Between 1874 and 1898, the records were in the physical custody of the Archive Office as well as the Record and Pension Office of the Adjutant General’s Office.  During this period, the Confederate records were cataloged and organized.  They were heavily used as part of the publication of the Official Records of the Union and Confederate Armies, and were consulted and transcribed as part of the creation of both the Union and Confederate compiled military service records.

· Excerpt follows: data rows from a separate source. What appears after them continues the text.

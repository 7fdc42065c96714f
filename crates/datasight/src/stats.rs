//! Descriptive statistics for numeric and categorical columns.

use indexmap::IndexMap;
use serde::{Deserialize, Serialize};

use crate::dataset::Dataset;
use crate::schema::TableSchema;

/// Round to 2 decimal places (API-facing percentages and money amounts).
pub fn round2(value: f64) -> f64 {
    (value * 100.0).round() / 100.0
}

/// Round to 4 decimal places (correlations, per-unit ratios).
pub fn round4(value: f64) -> f64 {
    (value * 10_000.0).round() / 10_000.0
}

/// Normalize a raw value into a display label. Null-ish values become
/// "Unknown"; long labels are truncated.
pub fn clean_label(value: Option<String>) -> String {
    match value {
        None => "Unknown".to_string(),
        Some(text) => {
            let trimmed = text.trim();
            if trimmed.is_empty() {
                return "Unknown".to_string();
            }
            trimmed.chars().take(120).collect()
        }
    }
}

/// Min/max/avg for a numeric column. All fields are null when the column
/// has zero non-null values.
#[derive(Debug, Clone, PartialEq, Serialize, Deserialize)]
pub struct BasicStats {
    pub min: Option<f64>,
    pub max: Option<f64>,
    pub avg: Option<f64>,
}

/// Compute `{min, max, avg}` for every numeric column, keyed in table order.
pub fn basic_stats(dataset: &Dataset, schema: &TableSchema) -> IndexMap<String, BasicStats> {
    let mut stats = IndexMap::new();

    for col in schema.numeric_columns() {
        let values: Vec<f64> = dataset
            .numeric_column(col.position)
            .into_iter()
            .flatten()
            .collect();

        let entry = if values.is_empty() {
            BasicStats {
                min: None,
                max: None,
                avg: None,
            }
        } else {
            let sum: f64 = values.iter().sum();
            let min = values.iter().cloned().fold(f64::INFINITY, f64::min);
            let max = values.iter().cloned().fold(f64::NEG_INFINITY, f64::max);
            BasicStats {
                min: Some(min),
                max: Some(max),
                avg: Some(sum / values.len() as f64),
            }
        };

        stats.insert(col.name.clone(), entry);
    }

    stats
}

/// Distribution profile for a numeric column.
#[derive(Debug, Clone, Serialize, Deserialize)]
pub struct NumericProfile {
    pub column: String,
    pub count: usize,
    pub missing_pct: f64,
    pub min: f64,
    pub q1: f64,
    pub median: f64,
    pub mean: f64,
    pub q3: f64,
    pub max: f64,
    pub std_dev: f64,
    pub outlier_count: usize,
    pub outlier_pct: f64,
}

/// Maximum numeric profiles reported per response.
const MAX_NUMERIC_PROFILES: usize = 12;

/// Build distribution profiles for numeric columns (IQR outlier counts,
/// exact quantiles). Columns with no parseable values are skipped.
pub fn numeric_profiles(dataset: &Dataset, schema: &TableSchema) -> Vec<NumericProfile> {
    let row_count = dataset.row_count().max(1);
    let mut profiles = Vec::new();

    for col in schema.numeric_columns() {
        let mut values: Vec<f64> = dataset
            .numeric_column(col.position)
            .into_iter()
            .flatten()
            .collect();
        if values.is_empty() {
            continue;
        }

        values.sort_by(|a, b| a.partial_cmp(b).unwrap_or(std::cmp::Ordering::Equal));

        let count = values.len();
        let q1 = percentile(&values, 25.0);
        let median = percentile(&values, 50.0);
        let q3 = percentile(&values, 75.0);
        let iqr = q3 - q1;

        let (mean, std_dev) = mean_and_std(&values);

        let outlier_count = if iqr > 0.0 {
            let lower = q1 - 1.5 * iqr;
            let upper = q3 + 1.5 * iqr;
            values.iter().filter(|&&v| v < lower || v > upper).count()
        } else {
            0
        };

        profiles.push(NumericProfile {
            column: col.name.clone(),
            count,
            missing_pct: round2((1.0 - count as f64 / row_count as f64) * 100.0),
            min: values[0],
            q1,
            median,
            mean,
            q3,
            max: values[count - 1],
            std_dev,
            outlier_count,
            outlier_pct: round2(outlier_count as f64 / count as f64 * 100.0),
        });

        if profiles.len() >= MAX_NUMERIC_PROFILES {
            break;
        }
    }

    profiles
}

/// A frequent value within a categorical column.
#[derive(Debug, Clone, Serialize, Deserialize)]
pub struct TopValue {
    pub label: String,
    pub count: usize,
    pub pct: f64,
}

/// Cardinality and frequency profile for a categorical column.
#[derive(Debug, Clone, Serialize, Deserialize)]
pub struct CategoricalProfile {
    pub column: String,
    pub unique_count: usize,
    pub missing_pct: f64,
    pub top_values: Vec<TopValue>,
}

const MAX_CATEGORICAL_PROFILES: usize = 8;
const MAX_TOP_VALUES: usize = 5;

/// Build frequency profiles for categorical columns.
pub fn categorical_profiles(dataset: &Dataset, schema: &TableSchema) -> Vec<CategoricalProfile> {
    let row_count = dataset.row_count().max(1);
    let mut profiles = Vec::new();

    for col in schema.categorical_columns() {
        let mut counts: IndexMap<String, usize> = IndexMap::new();
        let mut non_null = 0usize;

        for cell in dataset.column_values(col.position) {
            if let Some(text) = cell.as_text() {
                non_null += 1;
                *counts.entry(text).or_insert(0) += 1;
            }
        }

        if non_null == 0 {
            continue;
        }

        let mut ranked: Vec<(String, usize)> = counts.into_iter().collect();
        ranked.sort_by(|a, b| b.1.cmp(&a.1));

        let top_values = ranked
            .into_iter()
            .take(MAX_TOP_VALUES)
            .map(|(label, count)| TopValue {
                label: clean_label(Some(label)),
                count,
                pct: round2(count as f64 / row_count as f64 * 100.0),
            })
            .collect();

        profiles.push(CategoricalProfile {
            column: col.name.clone(),
            unique_count: col.unique_count,
            missing_pct: round2((1.0 - non_null as f64 / row_count as f64) * 100.0),
            top_values,
        });

        if profiles.len() >= MAX_CATEGORICAL_PROFILES {
            break;
        }
    }

    profiles
}

/// Exact percentile over a pre-sorted slice (linear interpolation).
fn percentile(sorted: &[f64], p: f64) -> f64 {
    if sorted.is_empty() {
        return 0.0;
    }
    if sorted.len() == 1 {
        return sorted[0];
    }

    let rank = (p / 100.0) * (sorted.len() - 1) as f64;
    let lower = rank.floor() as usize;
    let upper = rank.ceil() as usize;
    if lower == upper {
        sorted[lower]
    } else {
        let weight = rank - lower as f64;
        sorted[lower] * (1.0 - weight) + sorted[upper] * weight
    }
}

/// Welford's single-pass mean and sample standard deviation.
fn mean_and_std(values: &[f64]) -> (f64, f64) {
    let mut count = 0usize;
    let mut mean = 0.0f64;
    let mut m2 = 0.0f64;

    for &value in values {
        count += 1;
        let delta = value - mean;
        mean += delta / count as f64;
        m2 += delta * (value - mean);
    }

    let std_dev = if count > 1 {
        (m2 / (count - 1) as f64).sqrt()
    } else {
        0.0
    };

    (mean, std_dev)
}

As part of the cataloging and organizing of the Confederate records, all of the bound volumes were classified according to provenance into groups called “chapters.”  Volumes were then numbered serially within these chapters.  The chapters are as follows:
I:  Adjutant and Inspector General’s Office
II:  Military Commands
III:  Engineer Department
IV:  Ordnance Department
V:  Quartermaster Department
VI:  Medical Department
VII:  Legislative Records
VIII:  Miscellaneous Records
IX:  Office of the Secretary of War
X:  Treasury Department
XI:  Post Office Department
XII:  Judiciary
The War Department transferred their Confederate records to the National Archives in 1938. NARA rebound the Collected Record Books, but still maintains the “chapter volume” arrangement.  Within RG 109, the Collected Record Books are the most heavily used series, and are requested by historians, genealogists, and Civil War preservationists on a regular basis.  They are also perhaps the most interesting, not only because of the wide range of information they contain, but in their wide physical variety – an assortment of shapes, weights, paper color and paper type prevail throughout the collection. 

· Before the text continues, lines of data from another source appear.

//! Per-key sliding-window rate limiting.

use std::collections::{HashMap, VecDeque};
use std::sync::Mutex;
use std::time::{Duration, Instant};

use crate::error::{DatasightError, Result};

/// Admission control for expensive endpoints.
///
/// Implementations must be thread-safe so one limiter can guard every
/// request handler.
pub trait RateLimiter: Send + Sync {
    /// Admit or reject a request for the given key.
    ///
    /// Returns `DatasightError::RateLimited` with a retry hint on rejection.
    fn check(&self, key: &str) -> Result<()>;
}

/// Sliding-window limiter: at most `limit` requests per key within the
/// trailing window.
pub struct SlidingWindowLimiter {
    limit: usize,
    window: Duration,
    hits: Mutex<HashMap<String, VecDeque<Instant>>>,
}

impl SlidingWindowLimiter {
    /// Create a limiter allowing `limit` requests per `window` per key.
    pub fn new(limit: usize, window: Duration) -> Self {
        Self {
            limit,
            window,
            hits: Mutex::new(HashMap::new()),
        }
    }

    fn check_at(&self, key: &str, now: Instant) -> Result<()> {
        let mut hits = self
            .hits
            .lock()
            .map_err(|_| DatasightError::Computation("rate limiter lock poisoned".to_string()))?;

        let window = hits.entry(key.to_string()).or_default();
        while let Some(&front) = window.front() {
            if now.duration_since(front) >= self.window {
                window.pop_front();
            } else {
                break;
            }
        }

        if window.len() >= self.limit {
            // Oldest hit in the window determines when capacity frees up
            let retry_after_secs = window
                .front()
                .map(|&front| {
                    let elapsed = now.duration_since(front);
                    self.window.saturating_sub(elapsed).as_secs().max(1)
                })
                .unwrap_or(1);
            return Err(DatasightError::RateLimited { retry_after_secs });
        }

        window.push_back(now);
        Ok(())
    }
}

impl RateLimiter for SlidingWindowLimiter {
    fn check(&self, key: &str) -> Result<()> {
        self.check_at(key, Instant::now())
    }
}

/// A limiter that admits everything, for tests and local tooling.
pub struct UnlimitedLimiter;

impl RateLimiter for UnlimitedLimiter {
    fn check(&self, _key: &str) -> Result<()> {
        Ok(())
    }
}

Digitization of the Collected Record Books is a collaborative venture, with multiple offices at both Archives I and Archives II working together to accomplish this ambitious effort.  The “chapter-volume” team consists of staff from the following offices: Archival Operations – Washington, DC (RD-DC); Conservation Branch (RXC); Digitization Services Branch (IDS); and Online Public Access Branch (IOO).  DeAnne Blanton, RD-DC (AI), is Project Lead.
To take a look at the first fourteen volumes uploaded to ARC, click here: 
Text Source: LinkedIn

1 comment:

Ruby said...

Though it will take some time to fully digitize the whole collection, it is good that parts of it will soon be easily accessible by the public should the National Archives allow unrestricted access to all the contents of the collection. Nevertheless, it is also a huge step in preserving the said collections should something happen to the original ones.